Research Use of Radiopharmaceuticals in the UAMS Department of Radiology:
Standard Operating Procedure
I. Purpose
This Standard Operating Procedure is intended to guide nuclear medicine
practitioners in the use of radiopharmaceuticals in research practice. This
SOP is intended to be concordant with UAMS policies and regulations, the
regulations of the Nuclear Regulatory Commission (NRC), and the regulations
of other state and federal government agencies.

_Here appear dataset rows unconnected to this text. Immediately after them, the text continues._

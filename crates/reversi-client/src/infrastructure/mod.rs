//! Infrastructure layer for the client application.
//!
//! **Dependency rule**: this layer may depend on `application` and
//! `reversi_core`, but MUST NOT be imported by the `application` layer.
//!
//! # Sub-modules
//!
//! - **`network`** – TCP connection, the protocol state machine, and the
//!   receive loop that feeds the board model.
//! - **`config`** – Optional TOML configuration file for the binary.
//! - **`console`** – Plain-text board rendering and command parsing used by
//!   the `reversi-client` binary.

pub mod config;
pub mod console;
pub mod network;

II. Background Information and Definitions
Radiopharmaceuticals (also known as radioactive drugs) are drugs that
contain radionuclides that emit radiation(s). The distribution of the
radiopharmaceutical within the body is determined by the physiochemical
properties of the drug, the stability of the radiolabel, the purity of
the radiopharmaceutical preparation, the pathophysiological state of
the patient, and the presence or absence of interfering drugs. Dynamic
and static images of the distribution of the radiopharmaceutical within
the body can be obtained using a gamma camera, or other suitable
instrument appropriate for the radiopharmaceutical being imaged, e.g.,
positron emitting radiopharmaceuticals. Measurement of radioactivity
in specified sites of accumulation or in biological samples following
administration of the radiopharmaceutical can be performed for
non-imaging procedures. High dose, non-penetrating radiation in
localized sites of accumulation of the radiopharmaceutical can be
useful for therapeutic procedures.
Physiologic and pharmacologic interventions are procedures, which
increase the sensitivity and/or specificity of a nuclear medicine
procedure by affecting the distribution and pharmacokinetics of the
administered agents through an alteration in organ physiology. These
procedures will be conducted as outlined in the Nuclear Medicine
Procedure Manual 2003-05, which is located in the Nuclear Area in the
UAMS Radiology Department.
UAMS policy regarding radiopharmaceuticals states that the administration
of radioactive materials to patients shall be under the supervision of a
physician who has appropriate training and experience and has been
approved by the UAMS Radiation Safety Committee. (UAMS policy reference
# PS.1.04)
III. Responsibilities and Chain of Command Principal Investigator: The Principal Investigator (PI) for each
human research protocol will be responsible for ensuring that all
interventions performed as part of a human research protocol are conducted
according to hospital/departmental and IRB guidelines. While the PI’s
designees may perform some tasks, the PI is ultimately responsible.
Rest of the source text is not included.